*About this task*. Pull every line with "ConfigSource" from the entries below.

*Data entries*.
______________________________

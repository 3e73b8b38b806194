use crate::bind::{
	BindError, CallLog, ConfigSource, Description, Handle, NativeReturn, NativeValue, PropertyAccess, RecordedArg, ScalarKind,
	ScriptedSurface, StructValue, TypeDescriptor, Value, pack_struct,
};
use crate::rfdc::{
	RfDc, XRFDC_ADC_TILE, XRFDC_CONFIG, XRFDC_DAC_TILE, XRFDC_EVENT_MIXER, XRFDC_IP_STATUS, XRFDC_MIXER_SETTINGS,
	XRFDC_UPDATE_THRESHOLD_BOTH, adc, block, dac, device, tile,
};

const INSTANCE: Handle = Handle(0x1000);

fn surface() -> ScriptedSurface {
	let mut surface = ScriptedSurface::new();
	surface.define_status("XRFdc_CfgInitialize", 0);
	surface
}

fn description() -> Description {
	Description::with_parameters([
		("C_IP_Type", "1"),
		("C_High_Speed_ADC", "0"),
		("C_Sysref_Master", "1"),
		("C_ADC0_Enable", "1"),
		("C_ADC0_Sampling_Rate", "4.096"),
		("C_DAC2_Enable", "1"),
		("C_DAC2_Refclk_Freq", "409.6"),
	])
}

fn rfdc(surface: ScriptedSurface) -> (RfDc, CallLog) {
	let log = surface.log();
	let rfdc = RfDc::new(Box::new(surface), &description(), Handle(0xA000_0000)).expect("rfdc initializes");
	(rfdc, log)
}

fn u32_word(value: u32) -> NativeValue {
	NativeValue::from_bytes(TypeDescriptor::Scalar(ScalarKind::U32), value.to_le_bytes().to_vec()).expect("sized")
}

fn tile_config<'a>(config: &'a StructValue, field: &str, index: usize) -> &'a StructValue {
	config
		.get(field)
		.and_then(Value::as_array)
		.and_then(|tiles| tiles[index].as_struct())
		.expect("tile config present")
}

#[test]
fn builds_four_tiles_of_four_blocks_each_way() {
	let (rfdc, _) = rfdc(surface());
	assert_eq!(rfdc.adc_tiles().len(), 4);
	assert_eq!(rfdc.dac_tiles().len(), 4);
	for tile in rfdc.dac_tiles() {
		assert_eq!(tile.blocks().len(), 4);
	}
	assert_eq!(rfdc.adc_tiles()[3].block(2).expect("block exists").index(), 2);
	assert!(rfdc.adc_tiles()[0].block(4).is_none());
}

#[test]
fn description_parameters_reach_cfg_initialize() {
	let (rfdc, log) = rfdc(surface());
	assert_eq!(rfdc.config_source(), ConfigSource::Description);

	let init = log.calls_to("XRFdc_CfgInitialize");
	assert_eq!(init.len(), 1);
	let sent = init[0].input().expect("config passed").decode().expect("decodes");
	let sent = sent.as_struct().expect("struct");
	assert_eq!(sent.get("BaseAddr"), Some(&Value::U64(0xA000_0000)));
	assert_eq!(sent.get("IPType"), Some(&Value::U64(1)));
	assert_eq!(sent.get("MasterDACTile"), Some(&Value::U64(1)));

	let adc0 = tile_config(sent, "ADCTile_Config", 0);
	assert_eq!(adc0.get("Enable"), Some(&Value::U64(1)));
	assert_eq!(adc0.get("SamplingRate"), Some(&Value::F64(4.096)));
	let dac2 = tile_config(sent, "DACTile_Config", 2);
	assert_eq!(dac2.get("RefClkFreq"), Some(&Value::F64(409.6)));
	assert_eq!(tile_config(sent, "DACTile_Config", 1).get("Enable"), Some(&Value::U64(0)));
}

#[test]
fn missing_parameters_use_driver_default() {
	let mut surface = surface();
	let default = pack_struct(&XRFDC_CONFIG, &StructValue::new("XRFdc_Config").with("IPType", 2_u32)).expect("packs");
	surface.define("XRFdc_LookupConfig", move |_| NativeReturn::Value(default.clone()));
	let log = surface.log();

	let rfdc = RfDc::new(Box::new(surface), &Description::default(), Handle(0xB000)).expect("rfdc initializes");
	assert_eq!(rfdc.config_source(), ConfigSource::Default);
	assert_eq!(rfdc.config().get("IPType"), Some(&Value::U64(2)));
	assert_eq!(log.calls_to("XRFdc_LookupConfig").len(), 1);
}

#[test]
fn malformed_parameter_aborts_construction() {
	let description = Description::with_parameters([("C_ADC0_Sampling_Rate", "fast")]);
	let err = RfDc::new(Box::new(surface()), &description, Handle(0)).expect_err("parse fails");
	assert!(matches!(err, BindError::ConfigParse { .. }));
}

#[test]
fn failing_cfg_initialize_aborts_construction() {
	let mut surface = ScriptedSurface::new();
	surface.define_status("XRFdc_CfgInitialize", 1);
	let err = RfDc::new(Box::new(surface), &description(), Handle(0)).expect_err("init fails");
	assert!(matches!(err, BindError::NativeFailure { ref name, code: 1 } if name == "XRFdc_CfgInitialize"));
}

#[test]
fn tile_operations_pass_type_and_index() {
	let mut surface = surface();
	for name in ["XRFdc_StartUp", "XRFdc_Shutdown", "XRFdc_Reset", "XRFdc_SetupFIFO"] {
		surface.define_status(name, 0);
	}
	let (rfdc, log) = rfdc(surface);

	rfdc.adc_tiles()[1].start_up().expect("start up");
	rfdc.dac_tiles()[3].shut_down().expect("shut down");
	rfdc.dac_tiles()[0].reset().expect("reset");
	rfdc.adc_tiles()[2].setup_fifo(true).expect("setup fifo");

	assert_eq!(log.calls_to("XRFdc_StartUp")[0].ints(), vec![i64::from(XRFDC_ADC_TILE), 1]);
	assert_eq!(log.calls_to("XRFdc_Shutdown")[0].ints(), vec![i64::from(XRFDC_DAC_TILE), 3]);
	assert_eq!(log.calls_to("XRFdc_Reset")[0].ints(), vec![i64::from(XRFDC_DAC_TILE), 0]);
	assert_eq!(log.calls_to("XRFdc_SetupFIFO")[0].ints(), vec![i64::from(XRFDC_ADC_TILE), 2, 1]);
	assert_eq!(log.calls_to("XRFdc_StartUp")[0].args[0], RecordedArg::Handle(INSTANCE));
}

#[test]
fn dump_regs_tolerates_void_and_driver_output() {
	let mut surface = surface();
	surface.define("XRFdc_DumpRegs", |_| NativeReturn::Void);
	surface.emit_output("ADC tile 0 registers ...");
	let (rfdc, log) = rfdc(surface);

	rfdc.adc_tiles()[0].dump_regs().expect("dump regs");
	assert_eq!(log.calls_to("XRFdc_DumpRegs").len(), 1);
}

#[test]
fn block_operations_use_block_path() {
	let mut surface = surface();
	surface.define_status("XRFdc_ResetNCOPhase", 0);
	surface.define_status("XRFdc_UpdateEvent", 0);
	surface.define_status("XRFdc_ThresholdStickyClear", 0);
	let (rfdc, log) = rfdc(surface);

	rfdc.dac_tiles()[2].blocks()[3].reset_nco_phase().expect("reset nco");
	rfdc.adc_tiles()[2].blocks()[3].update_event(XRFDC_EVENT_MIXER).expect("update event");
	rfdc.adc_tiles()[2].blocks()[3]
		.threshold_sticky_clear(XRFDC_UPDATE_THRESHOLD_BOTH)
		.expect("sticky clear");

	assert_eq!(log.calls_to("XRFdc_ResetNCOPhase")[0].ints(), vec![1, 2, 3]);
	assert_eq!(log.calls_to("XRFdc_UpdateEvent")[0].ints(), vec![0, 2, 3, 1]);
	assert_eq!(log.calls_to("XRFdc_ThresholdStickyClear")[0].ints(), vec![2, 3, 4]);
}

#[test]
fn kind_specific_properties_use_implicit_addressing() {
	let mut surface = surface();
	surface.define_output("XRFdc_GetDecimationFactor", u32_word(8));
	surface.define_status("XRFdc_SetInterpolationFactor", 0);
	surface.define_status("XRFdc_SetFabRdVldWords", 0);
	let (rfdc, log) = rfdc(surface);

	let adc_block = &rfdc.adc_tiles()[1].blocks()[2];
	assert_eq!(adc_block.get(&adc::DECIMATION_FACTOR).expect("get").as_u64(), Some(8));
	adc_block.set(&adc::FAB_RD_VLD_WORDS, 4_u32).expect("set");
	rfdc.dac_tiles()[1].blocks()[0].set(&dac::INTERPOLATION_FACTOR, 2_u32).expect("set");

	assert_eq!(log.calls_to("XRFdc_GetDecimationFactor")[0].ints(), vec![1, 2]);
	assert_eq!(log.calls_to("XRFdc_SetFabRdVldWords")[0].ints(), vec![0, 1, 2]);
	assert_eq!(log.calls_to("XRFdc_SetInterpolationFactor")[0].ints(), vec![1, 0]);
}

#[test]
fn mixer_settings_write_through_once() {
	let mut surface = surface();
	let current = pack_struct(
		&XRFDC_MIXER_SETTINGS,
		&StructValue::new("XRFdc_Mixer_Settings").with("Freq", 1000.0).with("MixerMode", 1_u32),
	)
	.expect("packs");
	surface.define_output("XRFdc_GetMixerSettings", current);
	surface.define_status("XRFdc_SetMixerSettings", 0);
	let (rfdc, log) = rfdc(surface);

	let block = &rfdc.dac_tiles()[0].blocks()[1];
	let mut mixer = block.get(&block::MIXER_SETTINGS).expect("get");
	mixer.as_struct_mut().expect("struct").set("Freq", -250.5).expect("write-through");

	let sets = log.calls_to("XRFdc_SetMixerSettings");
	assert_eq!(sets.len(), 1);
	assert_eq!(sets[0].ints(), vec![i64::from(XRFDC_DAC_TILE), 0, 1]);
	let sent = sets[0].input().expect("struct passed").decode().expect("decodes");
	let sent = sent.as_struct().expect("struct");
	assert_eq!(sent.get("Freq"), Some(&Value::F64(-250.5)));
	assert_eq!(sent.get("MixerMode"), Some(&Value::U64(1)));
}

#[test]
fn ip_status_decodes_nested_tile_status() {
	let mut surface = surface();
	let tile_on = StructValue::new("XRFdc_TileStatus").with("IsEnabled", 1_u32).with("PLLState", 2_u32);
	let idle = StructValue::new("XRFdc_TileStatus");
	let status = StructValue::new("XRFdc_IPStatus")
		.with(
			"ADCTileStatus",
			Value::Array(vec![tile_on.clone().into(), idle.clone().into(), idle.into(), tile_on.into()]),
		)
		.with("State", 1_u32);
	surface.define_output("XRFdc_GetIPStatus", pack_struct(&XRFDC_IP_STATUS, &status).expect("packs"));
	let (rfdc, log) = rfdc(surface);

	let status = rfdc.get(&device::IP_STATUS).expect("get");
	let status = status.as_struct().expect("struct");
	assert!(!status.has_callback());
	let adc = status.get("ADCTileStatus").and_then(Value::as_array).expect("tile array");
	assert_eq!(adc[3].as_struct().and_then(|tile| tile.get("PLLState")), Some(&Value::U64(2)));
	assert_eq!(log.calls_to("XRFdc_GetIPStatus")[0].ints(), Vec::<i64>::new());
}

#[test]
fn read_only_tile_property_reads() {
	let mut surface = surface();
	surface.define_output("XRFdc_GetPLLLockStatus", u32_word(2));
	let (rfdc, _) = rfdc(surface);
	assert_eq!(rfdc.dac_tiles()[1].get(&tile::PLL_LOCK_STATUS).expect("get").as_u64(), Some(2));
}

#[test]
fn unavailable_entry_point_is_not_defaulted() {
	let (rfdc, _) = rfdc(surface());
	let err = rfdc.dac_tiles()[0].blocks()[0].get(&dac::OUTPUT_CURR).expect_err("not in library");
	assert!(matches!(err, BindError::MissingEntryPoint { ref name } if name == "XRFdc_GetOutputCurr"));
}

#[test]
fn property_tables_are_complete() {
	assert_eq!(block::DESCRIPTORS.len(), 5);
	assert_eq!(adc::DESCRIPTORS.len(), 5);
	assert_eq!(dac::DESCRIPTORS.len(), 5);
	assert_eq!(tile::DESCRIPTORS.len(), 4);
	assert_eq!(device::DESCRIPTORS.len(), 1);
}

______________________________

*Answer space*.
	BindError, CallLog, ConfigSource, Description, Handle, NativeReturn, NativeValue, PropertyAccess, RecordedArg, ScalarKind,
	assert_eq!(rfdc.config_source(), ConfigSource::Description);
	assert_eq!(rfdc.config_source(), ConfigSource::Default);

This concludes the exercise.